Tom Regan (1985) and Peter Singer (1989) agree that we have moral responsibilities toward animals, but disagree about the best approach to animal ethics.

 

What basic conclusions do they agree about (be specific)?

 

How would you explain the basic difference in their approach? Specifically, explain how Singer’s argument represents a utilitarian view, referring to John Stuart Mill’s Utilitarianism for the basic framework of a utilitarian theory of morality. In what way is Regan’s view a non-utilitarian one? Name at least one argument he makes that is non-utilitarian, and compare it with an argument from Singer that is utilitarian.  

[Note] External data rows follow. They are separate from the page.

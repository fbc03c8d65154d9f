use actix_web::{web, HttpResponse};
use serde::{Deserialize, Serialize};
use tracing::{error, info};
use validator::Validate;

use crate::db::UserId;
use crate::AppState;
use crate::Result;

#[derive(Deserialize, Validate)]
pub struct CredentialsRequest {
    #[validate(length(min = 1, max = 64, message = "username must be 1 to 64 characters"))]
    pub username: String,
    #[validate(length(min = 1, message = "password must not be empty"))]
    pub password: String,
}

#[derive(Debug, Serialize)]
pub struct RegisterResponse {
    pub id: UserId,
    pub username: String,
}

#[derive(Deserialize)]
#[serde(rename_all = "camelCase")]
pub struct RefreshTokenRequest {
    pub access_token: String,
    pub refresh_token: String,
}

pub async fn register(
    req: web::Json<CredentialsRequest>,
    state: web::Data<AppState>,
) -> Result<HttpResponse> {
    req.validate()?;
    info!("Received registration request for username: {}", req.username);

    match state.auth_service.register(&req.username, &req.password).await {
        Ok(user) => Ok(HttpResponse::Ok().json(RegisterResponse {
            id: user.id,
            username: user.username,
        })),
        Err(e) => {
            error!("Registration failed for username: {}: {}", req.username, e);
            Err(e)
        }
    }
}

pub async fn login(
    req: web::Json<CredentialsRequest>,
    state: web::Data<AppState>,
) -> Result<HttpResponse> {
    req.validate()?;
    info!("Received login request for username: {}", req.username);

    let tokens = state.auth_service.login(&req.username, &req.password).await?;
    Ok(HttpResponse::Ok().json(tokens))
}

pub async fn refresh_token(
    req: web::Json<RefreshTokenRequest>,
    state: web::Data<AppState>,
) -> Result<HttpResponse> {
    let tokens = state
        .auth_service
        .refresh(&req.access_token, &req.refresh_token)
        .await?;
    Ok(HttpResponse::Ok().json(tokens))
}
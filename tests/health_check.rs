use actix_web::test;
use chrono::DateTime;

mod common;

#[actix_web::test]
async fn test_health_check() {
    let app = test::init_service(common::test_app(common::test_state())).await;

    let req = test::TestRequest::get().uri("/health").to_request();
    let resp = test::call_service(&app, req).await;
    assert!(resp.status().is_success());

    let json: serde_json::Value = test::read_body_json(resp).await;
    assert_eq!(json["status"], "healthy");
    assert!(DateTime::parse_from_rfc3339(json["timestamp"].as_str().unwrap()).is_ok());
}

(Remember that the aim in this discussion is to unpack the utilitarian approach to ethics, not simply to discuss our responsibilities toward animals.)  

 

Finally, share your responses to either or both of the arguments and any of the other material on animal ethics from this week.  

 

When responding to your peers, consider what Singer and/or Regan would say in response to their remarks, think about whether what a peer calls a non-utilitarian consideration might be, after all, a utilitarian one, or vice versa, or think of strengths and weaknesses in their argument that they might not have considered.

 

Regan, T. (1985). The case for animal rights. In P. Singer (Ed.), In defense of animals (pp. 13-26). New York: Basil Blackwell.

Tom Regan (1985) and Peter Singer (1989) agree that we have moral responsibilities toward animals, but disagree about the best approach to animal ethics.

 

What basic conclusions do they agree about (be specific)?

 

How would you explain the basic difference in their approach? Specifically, explain how Singer’s argument represents a utilitarian view, referring to John Stuart Mill’s Utilitarianism for the basic framework of a utilitarian theory of morality. In what way is Regan’s view a non-utilitarian one? Name at least one argument he makes that is non-utilitarian, and compare it with an argument from Singer that is utilitarian.  

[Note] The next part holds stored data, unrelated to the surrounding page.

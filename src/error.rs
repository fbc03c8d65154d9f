use thiserror::Error;
use actix_web::{ResponseError, HttpResponse, http::StatusCode};
use serde_json::json;

#[derive(Error, Debug)]
pub enum AppError {
    #[error("Authentication error: {0}")]
    AuthError(#[from] AuthError),

    #[error("Post error: {0}")]
    PostError(#[from] PostError),

    #[error("Database error: {0}")]
    DatabaseError(#[from] DatabaseError),

    #[error("Configuration error: {0}")]
    ConfigError(String),

    #[error("Internal server error: {0}")]
    InternalError(String),

    #[error("Validation error: {0}")]
    ValidationError(String),
}

impl From<config::ConfigError> for AppError {
    fn from(err: config::ConfigError) -> Self {
        AppError::ConfigError(err.to_string())
    }
}

impl From<sqlx::Error> for AppError {
    fn from(err: sqlx::Error) -> Self {
        match err {
            sqlx::Error::RowNotFound => AppError::DatabaseError(DatabaseError::NotFound),
            sqlx::Error::Database(ref db) if db.is_unique_violation() => {
                AppError::DatabaseError(DatabaseError::Duplicate)
            }
            sqlx::Error::PoolTimedOut | sqlx::Error::PoolClosed | sqlx::Error::Io(_) => {
                AppError::DatabaseError(DatabaseError::ConnectionError(err.to_string()))
            }
            _ => AppError::DatabaseError(DatabaseError::QueryError(err.to_string())),
        }
    }
}

impl From<sqlx::migrate::MigrateError> for AppError {
    fn from(err: sqlx::migrate::MigrateError) -> Self {
        AppError::DatabaseError(DatabaseError::MigrationError(err.to_string()))
    }
}

impl From<std::io::Error> for AppError {
    fn from(err: std::io::Error) -> Self {
        AppError::InternalError(err.to_string())
    }
}

impl From<bcrypt::BcryptError> for AppError {
    fn from(err: bcrypt::BcryptError) -> Self {
        AppError::InternalError(format!("password hashing failed: {}", err))
    }
}

impl From<tokio::task::JoinError> for AppError {
    fn from(err: tokio::task::JoinError) -> Self {
        AppError::InternalError(err.to_string())
    }
}

impl From<validator::ValidationErrors> for AppError {
    fn from(err: validator::ValidationErrors) -> Self {
        AppError::ValidationError(err.to_string())
    }
}

impl ResponseError for AppError {
    fn error_response(&self) -> HttpResponse {
        let status = self.status_code();
        // Storage and internal details stay in the logs.
        let message = if status.is_server_error() {
            tracing::error!("request failed: {}", self);
            "Internal server error".to_string()
        } else {
            self.to_string()
        };
        let response = json!({
            "error": {
                "status": status.as_u16(),
                "message": message
            }
        });
        HttpResponse::build(status).json(response)
    }

    fn status_code(&self) -> StatusCode {
        match self {
            AppError::AuthError(e) => match e {
                AuthError::UserAlreadyExists => StatusCode::BAD_REQUEST,
                AuthError::InvalidCredentials => StatusCode::BAD_REQUEST,
                AuthError::InvalidToken => StatusCode::BAD_REQUEST,
                AuthError::Unauthenticated => StatusCode::UNAUTHORIZED,
            },
            AppError::PostError(e) => match e {
                PostError::NotFound(_) => StatusCode::NOT_FOUND,
                PostError::ParentNotFound(_) => StatusCode::BAD_REQUEST,
                PostError::Forbidden => StatusCode::FORBIDDEN,
                PostError::AlreadyDeleted => StatusCode::BAD_REQUEST,
            },
            AppError::ValidationError(_) => StatusCode::BAD_REQUEST,
            AppError::DatabaseError(DatabaseError::NotFound) => StatusCode::NOT_FOUND,
            AppError::DatabaseError(_) => StatusCode::INTERNAL_SERVER_ERROR,
            AppError::ConfigError(_) => StatusCode::INTERNAL_SERVER_ERROR,
            AppError::InternalError(_) => StatusCode::INTERNAL_SERVER_ERROR,
        }
    }
}

#[derive(Error, Debug, PartialEq, Eq)]
pub enum AuthError {
    #[error("User already exists")]
    UserAlreadyExists,

    #[error("Credentials are not valid")]
    InvalidCredentials,

    /// Refresh rejected. Deliberately carries no detail about which check failed.
    #[error("Invalid access token or refresh token")]
    InvalidToken,

    #[error("Missing or invalid bearer token")]
    Unauthenticated,
}

#[derive(Error, Debug, PartialEq, Eq)]
pub enum PostError {
    #[error("Post with id {0} not found")]
    NotFound(i64),

    #[error("Parent post with id {0} not found")]
    ParentNotFound(i64),

    #[error("You are not the author of this post")]
    Forbidden,

    #[error("Cannot edit a deleted post")]
    AlreadyDeleted,
}

#[derive(Error, Debug)]
pub enum DatabaseError {
    #[error("Connection error: {0}")]
    ConnectionError(String),

    #[error("Query error: {0}")]
    QueryError(String),

    #[error("Migration error: {0}")]
    MigrationError(String),

    #[error("Record not found")]
    NotFound,

    #[error("Duplicate record")]
    Duplicate,
}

(Remember that the aim in this discussion is to unpack the utilitarian approach to ethics, not simply to discuss our responsibilities toward animals.)  

 

Finally, share your responses to either or both of the arguments and any of the other material on animal ethics from this week.  

 

When responding to your peers, consider what Singer and/or Regan would say in response to their remarks, think about whether what a peer calls a non-utilitarian consideration might be, after all, a utilitarian one, or vice versa, or think of strengths and weaknesses in their argument that they might not have considered.

 

Regan, T. (1985). The case for animal rights. In P. Singer (Ed.), In defense of animals (pp. 13-26). New York: Basil Blackwell.

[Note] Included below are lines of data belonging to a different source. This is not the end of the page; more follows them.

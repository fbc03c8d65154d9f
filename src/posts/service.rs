use std::sync::Arc;

use tracing::{info, warn};

use crate::db::{NewPost, PostRecord, PostRepository, UserId};
use crate::error::PostError;
use crate::posts::model::PostView;
use crate::Result;

/// What `delete_post` did to the post.
#[derive(Debug, Clone, Copy, PartialEq, Eq)]
pub enum DeleteOutcome {
    Removed,
    SoftDeleted,
}

pub struct PostService {
    posts: Arc<dyn PostRepository>,
}

impl PostService {
    pub fn new(posts: Arc<dyn PostRepository>) -> Self {
        Self { posts }
    }

    /// Top-level posts, newest first, with reply counts.
    pub async fn list_posts(&self) -> Result<Vec<PostView>> {
        let posts = self.posts.list_top_level_posts().await?;
        Ok(posts.into_iter().map(PostView::from_record).collect())
    }

    /// A post with its parent summary and its direct replies.
    pub async fn get_post(&self, id: i64) -> Result<PostView> {
        let post = self.find_existing(id).await?;

        let parent = match post.parent_id {
            Some(parent_id) => self.posts.find_post(parent_id).await?.map(PostView::from_record),
            None => None,
        };
        let replies = self
            .posts
            .list_replies(id)
            .await?
            .into_iter()
            .map(PostView::from_record)
            .collect();

        Ok(PostView::from_record(post)
            .with_parent(parent)
            .with_replies(replies))
    }

    pub async fn create_post(
        &self,
        content: &str,
        author: UserId,
        parent_id: Option<i64>,
    ) -> Result<PostView> {
        if let Some(parent_id) = parent_id {
            if !self.posts.active_post_exists(parent_id).await? {
                return Err(PostError::ParentNotFound(parent_id).into());
            }
        }

        let new_post = NewPost::new(content.to_string(), author, parent_id);
        let post = match self.posts.insert_post(&new_post).await? {
            Some(post) => post,
            // Parent was deleted between the check and the insert.
            None => return Err(PostError::ParentNotFound(parent_id.unwrap_or_default()).into()),
        };

        info!("User {} created post {} (parent: {:?})", author, post.id, parent_id);
        Ok(PostView::from_record(post))
    }

    pub async fn update_post(&self, id: i64, content: &str, requester: UserId) -> Result<PostView> {
        let post = self.find_existing(id).await?;
        post.status().ensure_editable()?;
        ensure_author(&post, requester)?;

        let updated = match self.posts.update_content(id, content).await? {
            Some(updated) => updated,
            // Changed underneath us: removed, or turned into a tombstone.
            None => {
                self.find_existing(id).await?;
                return Err(PostError::AlreadyDeleted.into());
            }
        };

        info!("User {} edited post {}", requester, id);
        Ok(PostView::from_record(updated))
    }

    /// Removes the post outright when nothing replies to it, otherwise
    /// leaves a tombstone so the replies keep their parent.
    pub async fn delete_post(&self, id: i64, requester: UserId) -> Result<DeleteOutcome> {
        let post = self.find_existing(id).await?;
        ensure_author(&post, requester)?;

        let replies = self.posts.count_replies(id).await?;
        if replies == 0 && self.posts.remove_post_if_unreplied(id).await? {
            info!("User {} removed post {}", requester, id);
            return Ok(DeleteOutcome::Removed);
        }

        let current = post.status();
        if current.mark_deleted() != current {
            self.posts.mark_deleted(id).await?;
        }
        info!("User {} soft-deleted post {} with {} replies", requester, id, replies);
        Ok(DeleteOutcome::SoftDeleted)
    }

    async fn find_existing(&self, id: i64) -> Result<PostRecord> {
        self.posts
            .find_post(id)
            .await?
            .ok_or_else(|| PostError::NotFound(id).into())
    }
}

fn ensure_author(post: &PostRecord, requester: UserId) -> Result<()> {
    if post.user_id != requester {
        warn!("User {} is not the author of post {}", requester, post.id);
        return Err(PostError::Forbidden.into());
    }
    Ok(())
}

#[cfg(test)]
mod tests {
    use super::*;
    use crate::db::repository::MockPostRepository;
    use crate::db::{MemoryStore, User, UserRepository};
    use crate::error::AppError;
    use crate::posts::model::DELETED_PLACEHOLDER;

    async fn setup() -> (PostService, UserId, UserId) {
        let store = Arc::new(MemoryStore::new());
        let alice = store
            .create_user(&User::new("alice".into(), "hash".into()))
            .await
            .unwrap();
        let bob = store
            .create_user(&User::new("bob".into(), "hash".into()))
            .await
            .unwrap();
        (PostService::new(store), alice.id, bob.id)
    }

    fn is_post_error(err: &AppError, expected: PostError) -> bool {
        matches!(err, AppError::PostError(e) if *e == expected)
    }

    #[tokio::test]
    async fn test_thread_example() {
        let (service, alice, _) = setup().await;

        let root = service.create_post("hello", alice, None).await.unwrap();
        assert_eq!(root.id, 1);
        let reply = service.create_post("hi", alice, Some(root.id)).await.unwrap();
        assert_eq!(reply.id, 2);
        assert_eq!(reply.parent_id, Some(1));

        let detail = service.get_post(1).await.unwrap();
        assert_eq!(detail.content, "hello");
        assert_eq!(detail.comments_count, 1);
        let replies = detail.replies.unwrap();
        assert_eq!(replies.len(), 1);
        assert_eq!(replies[0].id, 2);
        assert_eq!(replies[0].content, "hi");

        let outcome = service.delete_post(1, alice).await.unwrap();
        assert_eq!(outcome, DeleteOutcome::SoftDeleted);

        let detail = service.get_post(1).await.unwrap();
        assert_eq!(detail.content, DELETED_PLACEHOLDER);
        assert!(detail.user.is_none());
        assert!(detail.is_deleted);
        assert_eq!(detail.comments_count, 1);
        assert_eq!(detail.replies.unwrap()[0].id, 2);
    }

    #[tokio::test]
    async fn test_reply_detail_includes_masked_parent() {
        let (service, alice, bob) = setup().await;
        let root = service.create_post("root", alice, None).await.unwrap();
        let reply = service.create_post("reply", bob, Some(root.id)).await.unwrap();
        service.delete_post(root.id, alice).await.unwrap();

        let detail = service.get_post(reply.id).await.unwrap();
        let parent = detail.parent.unwrap();
        assert_eq!(parent.id, root.id);
        assert_eq!(parent.content, DELETED_PLACEHOLDER);
        assert!(parent.user.is_none());
        assert_eq!(detail.user.unwrap().username, "bob");
    }

    #[tokio::test]
    async fn test_list_posts_top_level_newest_first() {
        let (service, alice, bob) = setup().await;
        let first = service.create_post("first", alice, None).await.unwrap();
        service.create_post("reply", bob, Some(first.id)).await.unwrap();
        let second = service.create_post("second", bob, None).await.unwrap();

        let posts = service.list_posts().await.unwrap();
        let ids: Vec<i64> = posts.iter().map(|p| p.id).collect();
        assert_eq!(ids, vec![second.id, first.id]);
        assert_eq!(posts[1].comments_count, 1);
        assert!(posts.iter().all(|p| p.replies.is_none()));
    }

    #[tokio::test]
    async fn test_create_with_missing_or_deleted_parent() {
        let (service, alice, _) = setup().await;
        let err = service.create_post("orphan", alice, Some(42)).await.unwrap_err();
        assert!(is_post_error(&err, PostError::ParentNotFound(42)));

        let root = service.create_post("root", alice, None).await.unwrap();
        service.create_post("reply", alice, Some(root.id)).await.unwrap();
        service.delete_post(root.id, alice).await.unwrap();

        let err = service.create_post("late", alice, Some(root.id)).await.unwrap_err();
        assert!(is_post_error(&err, PostError::ParentNotFound(root.id)));
    }

    #[tokio::test]
    async fn test_delete_without_replies_removes() {
        let (service, alice, _) = setup().await;
        let post = service.create_post("bye", alice, None).await.unwrap();
        assert_eq!(service.delete_post(post.id, alice).await.unwrap(), DeleteOutcome::Removed);

        let err = service.get_post(post.id).await.unwrap_err();
        assert!(is_post_error(&err, PostError::NotFound(post.id)));
    }

    #[tokio::test]
    async fn test_update_rules() {
        let (service, alice, bob) = setup().await;
        let post = service.create_post("draft", alice, None).await.unwrap();

        let err = service.update_post(post.id, "hijack", bob).await.unwrap_err();
        assert!(is_post_error(&err, PostError::Forbidden));

        let updated = service.update_post(post.id, "final", alice).await.unwrap();
        assert_eq!(updated.content, "final");

        let err = service.update_post(999, "x", alice).await.unwrap_err();
        assert!(is_post_error(&err, PostError::NotFound(999)));

        service.create_post("reply", bob, Some(post.id)).await.unwrap();
        service.delete_post(post.id, alice).await.unwrap();
        let err = service.update_post(post.id, "revive", alice).await.unwrap_err();
        assert!(is_post_error(&err, PostError::AlreadyDeleted));
    }

    #[tokio::test]
    async fn test_non_author_update_of_deleted_post_is_invalid_state() {
        let (service, alice, bob) = setup().await;
        let post = service.create_post("root", alice, None).await.unwrap();
        service.create_post("reply", alice, Some(post.id)).await.unwrap();
        service.delete_post(post.id, alice).await.unwrap();

        let err = service.update_post(post.id, "x", bob).await.unwrap_err();
        assert!(is_post_error(&err, PostError::AlreadyDeleted));
    }

    fn active_record(id: i64, author: UserId) -> PostRecord {
        PostRecord {
            id,
            content: "draft".into(),
            created_at: chrono::Utc::now(),
            user_id: author,
            username: "alice".into(),
            parent_id: None,
            is_deleted: false,
            comments_count: 0,
        }
    }

    #[tokio::test]
    async fn test_update_of_post_removed_mid_request_is_not_found() {
        let author = UserId::new();
        let record = active_record(7, author);

        let mut posts = MockPostRepository::new();
        let mut reads = 0;
        posts.expect_find_post().times(2).returning(move |_| {
            reads += 1;
            Ok((reads == 1).then(|| record.clone()))
        });
        posts.expect_update_content().returning(|_, _| Ok(None));

        let service = PostService::new(Arc::new(posts));
        let err = service.update_post(7, "edit", author).await.unwrap_err();
        assert!(is_post_error(&err, PostError::NotFound(7)));
    }

    #[tokio::test]
    async fn test_update_of_post_tombstoned_mid_request_is_invalid_state() {
        let author = UserId::new();
        let record = active_record(8, author);
        let mut tombstone = record.clone();
        tombstone.is_deleted = true;

        let mut posts = MockPostRepository::new();
        let mut reads = 0;
        posts.expect_find_post().times(2).returning(move |_| {
            reads += 1;
            Ok(Some(if reads == 1 { record.clone() } else { tombstone.clone() }))
        });
        posts.expect_update_content().returning(|_, _| Ok(None));

        let service = PostService::new(Arc::new(posts));
        let err = service.update_post(8, "edit", author).await.unwrap_err();
        assert!(is_post_error(&err, PostError::AlreadyDeleted));
    }

    #[tokio::test]
    async fn test_delete_by_non_author_forbidden() {
        let (service, alice, bob) = setup().await;
        let post = service.create_post("mine", alice, None).await.unwrap();

        let err = service.delete_post(post.id, bob).await.unwrap_err();
        assert!(is_post_error(&err, PostError::Forbidden));
        assert_eq!(service.get_post(post.id).await.unwrap().content, "mine");

        let err = service.delete_post(404, alice).await.unwrap_err();
        assert!(is_post_error(&err, PostError::NotFound(404)));
    }

    #[tokio::test]
    async fn test_delete_falls_back_to_tombstone_when_reply_races_in() {
        let author = UserId::new();
        let record = PostRecord {
            id: 5,
            content: "racy".into(),
            created_at: chrono::Utc::now(),
            user_id: author,
            username: "alice".into(),
            parent_id: None,
            is_deleted: false,
            comments_count: 0,
        };

        let mut posts = MockPostRepository::new();
        posts.expect_find_post().returning(move |_| Ok(Some(record.clone())));
        posts.expect_count_replies().returning(|_| Ok(0));
        posts.expect_remove_post_if_unreplied().returning(|_| Ok(false));
        posts.expect_mark_deleted().times(1).returning(|_| Ok(()));

        let service = PostService::new(Arc::new(posts));
        assert_eq!(service.delete_post(5, author).await.unwrap(), DeleteOutcome::SoftDeleted);
    }
}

Tom Regan (1985) and Peter Singer (1989) agree that we have moral responsibilities toward animals, but disagree about the best approach to animal ethics.

 

What basic conclusions do they agree about (be specific)?

 

How would you explain the basic difference in their approach? Specifically, explain how Singer’s argument represents a utilitarian view, referring to John Stuart Mill’s Utilitarianism for the basic framework of a utilitarian theory of morality. In what way is Regan’s view a non-utilitarian one? Name at least one argument he makes that is non-utilitarian, and compare it with an argument from Singer that is utilitarian.  

(Remember that the aim in this discussion is to unpack the utilitarian approach to ethics, not simply to discuss our responsibilities toward animals.)  

 

Finally, share your responses to either or both of the arguments and any of the other material on animal ethics from this week.  

 

When responding to your peers, consider what Singer and/or Regan would say in response to their remarks, think about whether what a peer calls a non-utilitarian consideration might be, after all, a utilitarian one, or vice versa, or think of strengths and weaknesses in their argument that they might not have considered.

 

Regan, T. (1985). The case for animal rights. In P. Singer (Ed.), In defense of animals (pp. 13-26). New York: Basil Blackwell.